A leitura do acórdão do processo do presumível homicida de S. João da Pesqueira, marcada para esta sexta-feira, foi adiada pela segunda vez devido a um requerimento apresentado pelo seu advogado, informou fonte do Tribunal de Viseu.

Manuel Pinto Baltazar, conhecido por “Palito”, está acusado de ter disparado uma arma tipo caçadeira contra a filha e a ex-mulher (Sónia Baltazar e Maria Angelina Baltazar, que ficaram feridas) e duas familiares desta (a tia e a mãe, Elisa Barros e Maria Lina Silva, que morreram).

A fonte judicial explicou aos jornalistas que, na quinta-feira, juntou-se ao processo um requerimento interposto pelo advogado de Manuel Baltazar a pedir “esclarecimentos relativamente a algumas questões” que poderão vir a alterar a decisão do coletivo de juízes.

Nesse âmbito, foi marcada nova sessão para a próxima terça-feira à tarde, durante a qual serão ouvidos dois médicos e dois inspetores da Polícia Judiciária, estes últimos “relativamente à balística”, acrescentou.

A leitura do acórdão já tinha estado marcada para 29 de junho, tendo sido adiada para hoje devido a uma “alteração não substancial” dos factos relacionada com o número de disparos.

A acusação refere que Manuel Baltazar atingiu primeiro Elisa Barros, a seguir Maria Angelina, e depois, numa altura em que Sónia e Maria Lina estavam de costas, a uma distância de cerca de cinco metros, empunhou novamente a arma e disparou, atingindo a filha e a ex-sogra.
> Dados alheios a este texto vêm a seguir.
//! Demo JSON-RPC methods.

pub mod math_add;
pub mod math_sum;
pub mod registry;
pub mod text_concat;

pub use registry::{default_registry, list_methods};
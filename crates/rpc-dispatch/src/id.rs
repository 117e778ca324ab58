//! Request identifier normalization.

use serde::{Serialize, Serializer};
use serde_json::Value;

/// Canonical form of an echoed request id.
///
/// Absence of an id is modelled as `Option::None` at the envelope level and
/// marks a notification; `RequestId::Null` is an explicit `"id": null` and
/// still expects a response.
#[derive(Debug, Clone, PartialEq)]
pub enum RequestId {
    Null,
    String(String),
    Number(i64),
    Float(f64),
    /// Object or array ids are echoed back untouched.
    Other(Value),
}

impl RequestId {
    /// Normalize a decoded id member. `None` means the member was absent.
    pub fn normalize(raw: Option<&Value>) -> Option<Self> {
        let value = raw?;
        Some(match value {
            Value::Null => RequestId::Null,
            Value::String(s) => RequestId::String(s.clone()),
            Value::Number(n) => match n.as_i64() {
                Some(i) => RequestId::Number(i),
                None => match n.as_f64() {
                    Some(f) => integral(f).map_or(RequestId::Float(f), RequestId::Number),
                    None => RequestId::Other(value.clone()),
                },
            },
            Value::Bool(_) | Value::Array(_) | Value::Object(_) => RequestId::Other(value.clone()),
        })
    }

    pub fn is_null(&self) -> bool {
        matches!(self, RequestId::Null)
    }
}

/// `Some(i)` when `f` is a whole number representable as `i64`.
pub(crate) fn integral(f: f64) -> Option<i64> {
    // i64::MAX as f64 rounds up to 2^63, hence the exclusive upper bound.
    if f.fract() == 0.0 && f >= i64::MIN as f64 && f < i64::MAX as f64 {
        Some(f as i64)
    } else {
        None
    }
}

impl Serialize for RequestId {
    fn serialize<S: Serializer>(&self, serializer: S) -> Result<S::Ok, S::Error> {
        match self {
            RequestId::Null => serializer.serialize_unit(),
            RequestId::String(s) => serializer.serialize_str(s),
            RequestId::Number(n) => serializer.serialize_i64(*n),
            RequestId::Float(f) => serializer.serialize_f64(*f),
            RequestId::Other(v) => v.serialize(serializer),
        }
    }
}

impl From<i64> for RequestId {
    fn from(n: i64) -> Self {
        RequestId::Number(n)
    }
}

impl From<String> for RequestId {
    fn from(s: String) -> Self {
        RequestId::String(s)
    }
}

impl From<&str> for RequestId {
    fn from(s: &str) -> Self {
        RequestId::String(s.to_string())
    }
}

impl std::fmt::Display for RequestId {
    fn fmt(&self, f: &mut std::fmt::Formatter<'_>) -> std::fmt::Result {
        match self {
            RequestId::Null => write!(f, "null"),
            RequestId::String(s) => write!(f, "{s}"),
            RequestId::Number(n) => write!(f, "{n}"),
            RequestId::Float(x) => write!(f, "{x}"),
            RequestId::Other(v) => write!(f, "{v}"),
        }
    }
}
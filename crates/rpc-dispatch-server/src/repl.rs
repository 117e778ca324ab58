//! Interactive REPL over an in-process dispatcher.
//!
//! Launch with `rpc-dispatch-server repl`. Raw JSON-RPC payloads are
//! dispatched as typed; `/call` builds the envelope for you. Type `/help`
//! for available commands, Tab for completion.

use std::sync::Arc;

use rustyline::completion::{Completer, Pair};
use rustyline::config::CompletionType;
use rustyline::error::ReadlineError;
use rustyline::highlight::Highlighter;
use rustyline::hint::Hinter;
use rustyline::history::DefaultHistory;
use rustyline::validate::Validator;
use rustyline::{Config, Editor, Helper};
use serde_json::{json, Value};

use rpc_dispatch::Dispatcher;

use crate::demo;
use crate::methods::{default_registry, list_methods};

/// Available REPL commands.
const COMMANDS: &[(&str, &str)] = &[
    ("/call", "Call a method: /call <method> [params-json]"),
    ("/notify", "Send a notification: /notify <method> [params-json]"),
    ("/methods", "List registered methods"),
    ("/demo", "Replay the scripted demo calls"),
    ("/clear", "Clear the screen"),
    ("/help", "Show available commands"),
    ("/exit", "Quit the REPL"),
];

/// REPL helper for tab completion.
struct RpcHelper {
    methods: Vec<String>,
}

impl Completer for RpcHelper {
    type Candidate = Pair;

    fn complete(
        &self,
        line: &str,
        pos: usize,
        _ctx: &rustyline::Context<'_>,
    ) -> rustyline::Result<(usize, Vec<Pair>)> {
        let input = &line[..pos];

        if !input.contains(' ') {
            let matches: Vec<Pair> = COMMANDS
                .iter()
                .filter(|(cmd, _)| cmd.starts_with(input))
                .map(|(cmd, desc)| Pair {
                    display: format!("{cmd:<16} {desc}"),
                    replacement: format!("{cmd} "),
                })
                .collect();
            return Ok((0, matches));
        }

        // Method name completion
        let mut parts = input.splitn(2, ' ');
        let cmd = parts.next().unwrap_or("");
        let args = parts.next().unwrap_or("");

        if (cmd == "/call" || cmd == "/notify") && !args.contains(' ') {
            let prefix_start = input.len() - args.len();
            let matches: Vec<Pair> = self
                .methods
                .iter()
                .filter(|m| m.starts_with(args))
                .map(|m| Pair {
                    display: m.clone(),
                    replacement: format!("{m} "),
                })
                .collect();
            return Ok((prefix_start, matches));
        }

        Ok((pos, Vec::new()))
    }
}

impl RpcHelper {
    /// Unique completion of `prefix` among `candidates`, minus the prefix.
    fn unique_suffix<'a, I>(prefix: &str, candidates: I) -> Option<String>
    where
        I: IntoIterator<Item = &'a str>,
    {
        let mut matches = candidates
            .into_iter()
            .filter(|c| c.len() > prefix.len() && c.starts_with(prefix));
        let only = matches.next()?;
        matches.next().is_none().then(|| only[prefix.len()..].to_string())
    }
}

impl Hinter for RpcHelper {
    type Hint = String;

    /// Greyed-out completion when exactly one command or method name fits.
    fn hint(&self, line: &str, pos: usize, _ctx: &rustyline::Context<'_>) -> Option<String> {
        if pos < line.len() || !line.starts_with('/') {
            return None;
        }
        match line.split_once(' ') {
            None => Self::unique_suffix(line, COMMANDS.iter().map(|(cmd, _)| *cmd)),
            Some(("/call" | "/notify", method)) if !method.contains(' ') => {
                Self::unique_suffix(method, self.methods.iter().map(String::as_str))
            }
            Some(_) => None,
        }
    }
}

impl Highlighter for RpcHelper {}
impl Validator for RpcHelper {}
impl Helper for RpcHelper {}

/// Session state.
struct ReplState {
    dispatcher: Dispatcher,
    next_id: i64,
}

fn history_path() -> Option<std::path::PathBuf> {
    let home = std::env::var_os("HOME")?;
    Some(std::path::PathBuf::from(home).join(".rpc_dispatch_history"))
}

/// Run the interactive REPL.
pub fn run() -> anyhow::Result<()> {
    let registry = Arc::new(default_registry()?);
    let methods: Vec<String> = registry.names().into_iter().map(String::from).collect();

    eprintln!(
        "rpc-dispatch-server {} repl: {} methods ({})",
        env!("CARGO_PKG_VERSION"),
        methods.len(),
        methods.join(", ")
    );
    eprintln!("Paste a JSON-RPC payload to dispatch it, or /help for commands.");

    let mut state = ReplState {
        dispatcher: Dispatcher::new(registry),
        next_id: 1,
    };

    let config = Config::builder()
        .auto_add_history(true)
        .max_history_size(500)?
        .completion_type(CompletionType::List)
        .build();

    let mut rl: Editor<RpcHelper, DefaultHistory> = Editor::with_config(config)?;
    rl.set_helper(Some(RpcHelper { methods }));

    let history = history_path();
    if let Some(path) = history.as_deref().filter(|p| p.exists()) {
        if let Err(e) = rl.load_history(path) {
            tracing::debug!("could not load history from {}: {e}", path.display());
        }
    }

    let prompt = "rpc> ";

    loop {
        match rl.readline(prompt) {
            Ok(line) => {
                let line = line.trim();
                if line.is_empty() {
                    continue;
                }

                let Some(input) = line.strip_prefix('/') else {
                    send(&state, line.as_bytes());
                    continue;
                };
                if input.is_empty() {
                    cmd_help();
                    continue;
                }

                let mut parts = input.splitn(2, ' ');
                let cmd = parts.next().unwrap_or("");
                let args = parts.next().unwrap_or("").trim();

                match cmd {
                    "exit" | "quit" => break,
                    "help" | "h" | "?" => cmd_help(),
                    "clear" | "cls" => eprint!("\x1b[2J\x1b[H"),
                    "methods" => cmd_methods(),
                    "demo" => cmd_demo(&state),
                    "call" => cmd_call(args, &mut state, true),
                    "notify" => cmd_call(args, &mut state, false),
                    _ => {
                        eprintln!("  Unknown command '/{cmd}'. Type /help for commands.");
                    }
                }
            }
            Err(ReadlineError::Interrupted) => eprintln!("  (interrupted; /exit quits)"),
            Err(ReadlineError::Eof) => break,
            Err(err) => {
                eprintln!("  Error: {err}");
                break;
            }
        }
    }

    if let Some(path) = &history {
        if let Err(e) = rl.save_history(path) {
            tracing::debug!("could not save history to {}: {e}", path.display());
        }
    }

    Ok(())
}

/// Build a request envelope from `/call` arguments.
fn build_call(args: &str, id: Option<i64>) -> Result<Value, String> {
    let mut parts = args.splitn(2, ' ');
    let method = parts.next().unwrap_or("").trim();
    if method.is_empty() {
        return Err("Usage: /call <method> [params-json]".to_string());
    }

    let mut request = json!({ "jsonrpc": "2.0", "method": method });
    if let Some(raw) = parts.next().map(str::trim).filter(|r| !r.is_empty()) {
        let params: Value =
            serde_json::from_str(raw).map_err(|e| format!("Params are not valid JSON: {e}"))?;
        request["params"] = params;
    }
    if let Some(id) = id {
        request["id"] = json!(id);
    }
    Ok(request)
}

fn send(state: &ReplState, payload: &[u8]) {
    let reply = state.dispatcher.handle(payload);
    match reply.to_value() {
        Ok(Some(body)) => match serde_json::to_string_pretty(&body) {
            Ok(text) => println!("{text}"),
            Err(e) => eprintln!("  Failed to render reply: {e}"),
        },
        Ok(None) => eprintln!("  \x1b[90m(no response)\x1b[0m"),
        Err(e) => eprintln!("  Failed to render reply: {e}"),
    }
}

fn cmd_call(args: &str, state: &mut ReplState, expect_reply: bool) {
    let id = expect_reply.then_some(state.next_id);
    match build_call(args, id) {
        Ok(request) => {
            if expect_reply {
                state.next_id += 1;
            }
            match serde_json::to_vec(&request) {
                Ok(payload) => send(state, &payload),
                Err(e) => eprintln!("  Failed to encode request: {e}"),
            }
        }
        Err(msg) => eprintln!("  {msg}"),
    }
}

fn cmd_help() {
    eprintln!();
    eprintln!("  Commands:");
    eprintln!();
    for (cmd, desc) in COMMANDS {
        eprintln!("    {cmd:<18} {desc}");
    }
    eprintln!();
    eprintln!("  Anything not starting with '/' is sent as a raw payload.");
    eprintln!();
}

fn cmd_methods() {
    let methods = list_methods();
    eprintln!();
    eprintln!("  {} methods registered:", methods.len());
    eprintln!();
    for method in &methods {
        eprintln!(
            "    {:<16} {}",
            method.name,
            method.description.as_deref().unwrap_or("")
        );
    }
    eprintln!();
}

fn cmd_demo(state: &ReplState) {
    let mut stdout = std::io::stdout();
    if let Err(e) = demo::run(&state.dispatcher, &mut stdout) {
        eprintln!("  Demo failed: {e}");
    }
}

#[cfg(test)]
mod tests {
    use super::*;

    #[test]
    fn test_build_call_with_params() {
        let req = build_call(r#"math.add {"a":1,"b":2}"#, Some(4)).unwrap();
        assert_eq!(
            req,
            json!({"jsonrpc":"2.0","method":"math.add","params":{"a":1,"b":2},"id":4})
        );
    }

    #[test]
    fn test_build_notification_has_no_id() {
        let req = build_call("math.sum [1,2]", None).unwrap();
        assert!(req.get("id").is_none());
        assert_eq!(req["params"], json!([1, 2]));
    }

    #[test]
    fn test_build_call_without_params() {
        let req = build_call("math.add", Some(1)).unwrap();
        assert!(req.get("params").is_none());
    }

    #[test]
    fn test_build_call_errors() {
        assert!(build_call("", Some(1)).is_err());
        assert!(build_call("math.add {oops", Some(1)).is_err());
    }

    #[test]
    fn test_hint_unique_method() {
        let helper = RpcHelper {
            methods: vec!["math.add".into(), "math.sum".into(), "text.concat".into()],
        };
        let history = DefaultHistory::new();
        let ctx = rustyline::Context::new(&history);
        assert_eq!(helper.hint("/call te", 8, &ctx).as_deref(), Some("xt.concat"));
        assert_eq!(helper.hint("/call math.", 11, &ctx), None);
        assert_eq!(helper.hint("/me", 3, &ctx).as_deref(), Some("thods"));
        assert_eq!(helper.hint("{\"jsonrpc\"", 10, &ctx), None);
    }

    #[test]
    fn test_method_completion() {
        let helper = RpcHelper {
            methods: vec!["math.add".into(), "math.sum".into(), "text.concat".into()],
        };
        let history = DefaultHistory::new();
        let ctx = rustyline::Context::new(&history);
        let line = "/call math.";
        let (start, pairs) = helper.complete(line, line.len(), &ctx).unwrap();
        assert_eq!(start, "/call ".len());
        assert_eq!(pairs.len(), 2);
    }
}
//! rpc-dispatch-server entry point.

use std::sync::Arc;

use clap::{CommandFactory, Parser, Subcommand};
use clap_complete::Shell;

use rpc_dispatch::Dispatcher;
use rpc_dispatch_server::config::{ConfigOverrides, ServerConfig};
use rpc_dispatch_server::methods::{default_registry, list_methods};
use rpc_dispatch_server::protocol::ProtocolHandler;
use rpc_dispatch_server::transport::StdioTransport;
use rpc_dispatch_server::types::ServerInfo;

#[derive(Parser)]
#[command(
    name = "rpc-dispatch-server",
    about = "JSON-RPC 2.0 demo server with concurrent batches and strict notification handling",
    version
)]
struct Cli {
    /// Log level (trace, debug, info, warn, error).
    #[arg(long, default_value = "info")]
    log_level: String,

    #[command(subcommand)]
    command: Option<Commands>,
}

#[derive(Subcommand)]
enum Commands {
    /// Serve JSON-RPC over HTTP (default).
    #[cfg(feature = "http")]
    Serve {
        /// Listen address (host:port). Also reads RPC_ADDR.
        #[arg(long)]
        addr: Option<String>,

        /// Endpoint path. Also reads RPC_PATH.
        #[arg(long)]
        path: Option<String>,

        /// Maximum request body size in bytes. Also reads RPC_MAX_BODY_BYTES.
        #[arg(long)]
        max_body_bytes: Option<usize>,

        /// Per-request timeout in seconds. Also reads RPC_REQUEST_TIMEOUT_SECS.
        #[arg(long)]
        timeout_secs: Option<u64>,

        /// Batch elements evaluated at once. Also reads RPC_BATCH_CONCURRENCY.
        #[arg(long)]
        batch_concurrency: Option<usize>,

        /// Answer CORS preflight requests permissively.
        #[arg(long)]
        cors: bool,
    },

    /// Serve JSON-RPC over stdio, one payload per line.
    Stdio {
        /// Batch elements evaluated at once. Also reads RPC_BATCH_CONCURRENCY.
        #[arg(long)]
        batch_concurrency: Option<usize>,
    },

    /// Print the registered methods as JSON.
    Methods,

    /// Run the scripted demo calls in-process and print the exchanges.
    Demo,

    /// Generate shell completion scripts.
    ///
    /// Examples:
    ///   rpc-dispatch-server completions bash > ~/.local/share/bash-completion/completions/rpc-dispatch-server
    ///   rpc-dispatch-server completions zsh > ~/.zfunc/_rpc-dispatch-server
    Completions {
        /// Shell type (bash, zsh, fish, powershell, elvish).
        shell: Shell,
    },

    /// Launch interactive REPL mode.
    Repl,
}

fn build_handler(config: &ServerConfig) -> anyhow::Result<ProtocolHandler> {
    let registry = Arc::new(default_registry()?);
    Ok(ProtocolHandler::new(Dispatcher::new(registry))
        .with_batch_concurrency(config.batch_concurrency))
}

#[tokio::main]
async fn main() -> anyhow::Result<()> {
    let cli = Cli::parse();

    let filter = tracing_subscriber::EnvFilter::try_from_default_env()
        .unwrap_or_else(|_| tracing_subscriber::EnvFilter::new(&cli.log_level));

    tracing_subscriber::fmt()
        .with_env_filter(filter)
        .with_writer(std::io::stderr)
        .init();

    #[cfg(feature = "http")]
    let default_command = Commands::Serve {
        addr: None,
        path: None,
        max_body_bytes: None,
        timeout_secs: None,
        batch_concurrency: None,
        cors: false,
    };
    #[cfg(not(feature = "http"))]
    let default_command = Commands::Stdio {
        batch_concurrency: None,
    };

    match cli.command.unwrap_or(default_command) {
        #[cfg(feature = "http")]
        Commands::Serve {
            addr,
            path,
            max_body_bytes,
            timeout_secs,
            batch_concurrency,
            cors,
        } => {
            use rpc_dispatch_server::transport::HttpTransport;

            let config = ServerConfig::resolve(ConfigOverrides {
                addr,
                path,
                max_body_bytes,
                request_timeout_secs: timeout_secs,
                batch_concurrency,
                cors,
            })?;
            tracing::debug!(?config, "resolved configuration");
            let handler = build_handler(&config)?;
            let transport = HttpTransport::new(handler, config);
            transport.run().await?;
        }

        Commands::Stdio { batch_concurrency } => {
            let config = ServerConfig::resolve(ConfigOverrides {
                batch_concurrency,
                ..Default::default()
            })?;
            let handler = build_handler(&config)?;
            let transport = StdioTransport::new(handler);
            transport.run().await?;
        }

        Commands::Methods => {
            let info = ServerInfo::new(list_methods());
            println!("{}", serde_json::to_string_pretty(&info)?);
        }

        Commands::Demo => {
            let dispatcher = Dispatcher::new(Arc::new(default_registry()?));
            rpc_dispatch_server::demo::run(&dispatcher, &mut std::io::stdout())?;
        }

        Commands::Completions { shell } => {
            let mut cmd = Cli::command();
            clap_complete::generate(
                shell,
                &mut cmd,
                "rpc-dispatch-server",
                &mut std::io::stdout(),
            );
        }

        Commands::Repl => {
            rpc_dispatch_server::repl::run()?;
        }
    }

    Ok(())
}
//! Batch execution with per-element isolation.

use crate::codec;
use crate::dispatcher::Dispatcher;
use crate::envelope::Response;

/// Decode and dispatch one batch element. A decode failure becomes that
/// element's error response; notifications yield `None`.
pub fn run_element(dispatcher: &Dispatcher, element: &str) -> Option<Response> {
    match codec::decode_element(element) {
        Ok(request) => dispatcher.dispatch(&request),
        Err(rejection) => Some(rejection),
    }
}

/// Run every element in order. `None` when no element produced a response.
pub fn execute(dispatcher: &Dispatcher, elements: &[&str]) -> Option<Vec<Response>> {
    let results = elements
        .iter()
        .enumerate()
        .map(|(index, element)| (index, run_element(dispatcher, element)));
    collect(results)
}

/// Restore input order for results that may have completed in any order,
/// dropping notification slots.
pub fn collect<I>(results: I) -> Option<Vec<Response>>
where
    I: IntoIterator<Item = (usize, Option<Response>)>,
{
    let mut slots: Vec<(usize, Option<Response>)> = results.into_iter().collect();
    let total = slots.len();
    slots.sort_by_key(|(index, _)| *index);

    let responses: Vec<Response> = slots.into_iter().filter_map(|(_, r)| r).collect();
    tracing::debug!("batch of {total} produced {} responses", responses.len());

    if responses.is_empty() {
        None
    } else {
        Some(responses)
    }
}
No dia 29 de junho, a presidente do coletivo de juízes leu uma deliberação que teve como objetivo concretizar que, nesse momento, foram disparados dois tiros, atendendo ao que disseram várias testemunhas e assistentes durante a produção de prova e aos vestígios encontrados no local.

Segundo a juíza, Manuel Baltazar “agiu com intenção de provocar a morte” quer à filha, quer à ex-sogra.

“São concretizações”, frisou, acrescentando que não se trata de nenhuma novidade e que esta é uma matéria que foi sendo debatida ao longo do julgamento.

Apesar disso, o advogado de Manuel Baltazar disse não prescindir do prazo para exercer o direito de defesa e, por isso, a leitura do acórdão foi adiada para hoje.

Manuel Baltazar está acusado de quatro crimes de homicídio qualificado (dois dos quais na forma tentada) ocorridos em Valongo dos Azeites em abril de 2014, um crime de detenção de arma proibida e outro de violação de proibições ou interdições.